=== AIM OF THE TASK ===
The output should consist solely of the line containing "fn report(&mut self, line: std::fmt::Arguments<'_>)" and the lines that follow it through the end of the data below.

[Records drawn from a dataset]

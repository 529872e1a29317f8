//! Prints every sample in a heart log as an `index value` line, numbering
//! across all `HeartData` records. Timestamps and sensor errors are skipped.
//! Nothing is printed if the log does not decode cleanly to the end.

use anyhow::{Context, Result};
use clap::{Parser, ValueHint};
use lib_heartmon::records::{Record, RecordError, RecordReader};
use std::fs::File;
use std::io::{self, BufReader, BufWriter, Read, Write};
use std::path::PathBuf;

#[derive(Parser)]
#[clap(name = "dump_info", version, about = "Lists every sample in a heart log as `index value`.")]
pub struct Cli {
    #[clap(value_parser, value_hint = ValueHint::FilePath)]
    pub log: PathBuf,
}

fn main() {
    env_logger::Builder::from_env(env_logger::Env::default().default_filter_or("warn")).init();
    let args = Cli::parse();
    if let Err(e) = run(&args) {
        eprintln!("Error: {:#}", e);
        std::process::exit(1);
    }
}

fn run(args: &Cli) -> Result<()> {
    let file = File::open(&args.log).with_context(|| format!("Can't open file {}", args.log.display()))?;
    let samples = collect_samples(BufReader::new(file))
        .with_context(|| format!("Error while reading {}", args.log.display()))?;

    let mut out = BufWriter::new(io::stdout().lock());
    write_index(&samples, &mut out)?;
    out.flush()?;
    Ok(())
}

fn collect_samples<R: Read>(input: R) -> Result<Vec<u16>, RecordError> {
    let mut samples = Vec::new();
    for record in RecordReader::new(input) {
        if let Record::HeartData(data) = record? {
            samples.extend(data);
        }
    }
    Ok(samples)
}

fn write_index<W: Write>(samples: &[u16], out: &mut W) -> io::Result<()> {
    for (idx, sample) in samples.iter().enumerate() {
        writeln!(out, "{} {}", idx, sample)?;
    }
    Ok(())
}

#[cfg(test)]
mod tests {
    use super::*;
    use chrono::DateTime;
    use std::io::Cursor;

    #[test]
    fn test_indexes_run_across_records() {
        let mut bytes = Record::HeartData(vec![500, 510]).encode();
        bytes.extend(Record::Timestamp(DateTime::from_timestamp(1_600_000_000, 0).unwrap()).encode());
        bytes.extend(Record::Error("glitch".into()).encode());
        bytes.extend(Record::HeartData(vec![520]).encode());

        let samples = collect_samples(Cursor::new(bytes)).unwrap();
        let mut out = Vec::new();
        write_index(&samples, &mut out).unwrap();
        assert_eq!(String::from_utf8(out).unwrap(), "0 500\n1 510\n2 520\n");
    }

    #[test]
    fn test_decode_error_fails() {
        let mut bytes = Record::HeartData(vec![1]).encode();
        bytes.extend_from_slice(&[7, 0, 0]);
        assert!(matches!(
            collect_samples(Cursor::new(bytes)),
            Err(RecordError::UnknownRecordType(7))
        ));
    }

    #[test]
    fn test_missing_file_is_an_error() {
        let dir = tempfile::tempdir().unwrap();
        let args = Cli { log: dir.path().join("absent.hrt") };
        let err = run(&args).unwrap_err();
        assert!(format!("{:#}", err).starts_with("Can't open file"));
    }
}
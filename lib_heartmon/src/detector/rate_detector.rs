//! # Rate Detector
//!
//! Consumes a record stream, live or replayed from a log, and drives the
//! alarm. The same code runs in both cases, which is what makes a replay
//! show exactly when the alarm would have gone off.
//!
//! Per record:
//! - `Timestamp`: remembered as the time alarms are reported at.
//! - `Error`: clears the window. Continuity is gone, so the old samples no
//!   longer describe a rhythm.
//! - `HeartData`: appended, trimmed to the newest `window_len` samples, then
//!   the whole window is rescanned for beats and the policy decides whether
//!   the alarm sounds.

use std::io::{Read, Write};

use chrono::{DateTime, Utc};
use serde::{Deserialize, Serialize};

use super::alerter::{AlarmPlayer, Alerter};
use super::beats::{beats_per_minute, detect_heartbeats};
use super::hysteresis::{AlertDecision, AlertPolicy};
use super::window::DetectionWindow;
use crate::records::{Record, RecordError, RecordReader};

/// # Detector Options
#[derive(Debug, Clone, PartialEq, Eq, Serialize, Deserialize)]
#[serde(rename_all = "camelCase", default)]
pub struct DetectorOptions {
    /// Assumed sensor rate in samples per second.
    pub sample_rate_hz: u32,
    /// Seconds of signal the window spans.
    pub window_secs: u32,
    /// BPM above which a window counts as high.
    pub bpm_limit: u32,
    /// The alarm sounds once more than this many consecutive windows are high.
    pub alert_after: u32,
}

impl DetectorOptions {
    /// Samples retained: one per sample period over the span, plus one so
    /// every retained period has a difference.
    pub fn window_len(&self) -> usize {
        self.window_secs as usize * self.sample_rate_hz as usize + 1
    }
}

impl Default for DetectorOptions {
    fn default() -> Self {
        Self {
            sample_rate_hz: 50,
            window_secs: 60,
            bpm_limit: 90,
            alert_after: 20,
        }
    }
}

/// # Rate Detector
///
/// Window, policy and alerter for one run. Report lines (`Time: ...`,
/// `Beats per minute: N`) go to `output`.
pub struct RateDetector<P: AlarmPlayer, W: Write> {
    window: DetectionWindow,
    policy: AlertPolicy,
    alerter: Alerter<P>,
    output: W,
    window_secs: u32,
    last_time: Option<DateTime<Utc>>,
    last_bpm: Option<u32>,
}

impl<P: AlarmPlayer, W: Write> RateDetector<P, W> {
    /// A detector with an empty window and an idle alarm.
    pub fn new(options: &DetectorOptions, alerter: Alerter<P>, output: W) -> Self {
        Self {
            window: DetectionWindow::new(options.window_len()),
            policy: AlertPolicy::new(options.bpm_limit, options.alert_after),
            alerter,
            output,
            window_secs: options.window_secs,
            last_time: None,
            last_bpm: None,
        }
    }

    /// # Process
    ///
    /// Handles one record. Returns the recomputed BPM for `HeartData`.
    pub fn process(&mut self, record: &Record) -> Option<u32> {
        match record {
            Record::Timestamp(at) => {
                self.report(format_args!("Time: {}", at.format("%a, %d %b %Y %H:%M:%S %Z")));
                self.last_time = Some(*at);
                None
            }
            Record::Error(message) => {
                log::debug!("Sensor error, resetting detection window: {}", message);
                self.window.clear();
                None
            }
            Record::HeartData(samples) => {
                self.window.extend(samples);
                let beats = detect_heartbeats(self.window.samples());
                let bpm = beats_per_minute(beats, self.window_secs);
                self.report(format_args!("Beats per minute: {}", bpm));
                self.last_bpm = Some(bpm);

                match self.policy.observe(bpm) {
                    AlertDecision::Sound => self.alerter.alert(self.last_time),
                    AlertDecision::Silence => self.alerter.stop(self.last_time),
                }
                Some(bpm)
            }
        }
    }

    /// # Run
    ///
    /// Processes every record until the stream ends, then silences the alarm.
    /// A decode error is reported to `output` and ends the run; the error is
    /// returned so callers can set an exit status.
    pub fn run<R: Read>(&mut self, records: &mut RecordReader<R>) -> Result<(), RecordError> {
        let outcome = loop {
            match records.next_record() {
                Ok(Some(record)) => {
                    self.process(&record);
                }
                Ok(None) => break Ok(()),
                Err(e) => {
                    self.report(format_args!("Can't read from stream: {}", e));
                    log::error!("Rate detector stopped: {}", e);
                    break Err(e);
                }
            }
        };
        self.finish();
        outcome
    }

    /// Ends the run: the alarm must not outlive its stream.
    pub fn finish(&mut self) {
        self.alerter.stop(self.last_time);
        if let Err(e) = self.output.flush() {
            log::debug!("Couldn't flush detector output: {}", e);
        }
    }

    /// The last BPM computed.
    pub fn last_bpm(&self) -> Option<u32> {
        self.last_bpm
    }

    /// The last timestamp seen.
    pub fn last_time(&self) -> Option<DateTime<Utc>> {
        self.last_time
    }

    /// The detection window.
    pub fn window(&self) -> &DetectionWindow {
        &self.window
    }

    /// The hysteresis state.
    pub fn policy(&self) -> &AlertPolicy {
        &self.policy
    }

    /// The alerter.
    pub fn alerter(&self) -> &Alerter<P> {
        &self.alerter
    }

    /// The report sink.
    pub fn output(&self) -> &W {
        &self.output
    }

    fn report(&mut self, line: std::fmt::Arguments<'_>) {
        if let Err(e) = writeln!(self.output, "{}", line) {
            log::debug!("Couldn't write detector report: {}", e);
        }
    }
}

=== SOLUTION TO THIS PROBLEM ===
    fn report(&mut self, line: std::fmt::Arguments<'_>) {
        if let Err(e) = writeln!(self.output, "{}", line) {
            log::debug!("Couldn't write detector report: {}", e);
        }
    }
}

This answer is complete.